On one side, conservatives are dedicated to preserving the nuclear family.  Conservatives believe childbirth is central to a   women’s role in life.  For the most part they derive their values from the Christian ethic.  To these people abortion is murder.  On   the other side, egalitarians see women as a historically oppressed group.  They believe the nuclear family has traditionally been   used to repress women.  Egalitarians view childbirth as something secondary to the fulfillment of personal career goals.

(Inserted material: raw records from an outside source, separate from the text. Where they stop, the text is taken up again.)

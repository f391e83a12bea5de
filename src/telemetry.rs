//! Logging setup.

use tracing_subscriber::EnvFilter;

use crate::config::LoggingConfig;

/// Install the global tracing subscriber.
///
/// `RUST_LOG` wins over `config.level`. Returns `false` when a subscriber
/// was already installed (tests install one per binary).
pub fn init(config: &LoggingConfig) -> bool {
    let filter = EnvFilter::try_from_default_env()
        .or_else(|_| EnvFilter::try_new(&config.level))
        .unwrap_or_else(|_| EnvFilter::new("info"));

    let builder = tracing_subscriber::fmt()
        .with_env_filter(filter)
        .with_target(config.with_target)
        .with_thread_names(true)
        .with_file(false)
        .with_line_number(false);

    if config.json {
        builder.json().try_init().is_ok()
    } else {
        builder.try_init().is_ok()
    }
}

Their   values are derived from the radical secularism of the Enlightenment.  To these people abortion is an essential human right.  At   this level of the debate there can be no compromise.  Both of these world views cannot exist indefinitely under one system of   laws; either one or the other must go.  More than any other issue abortion reveals the basic conflict between conservatives and   egalitarians that centers on this question:  Is America an identity born of the Western Christian Culture, or is it a pile of culturally   neutral abstractions derived from the Enlightenment?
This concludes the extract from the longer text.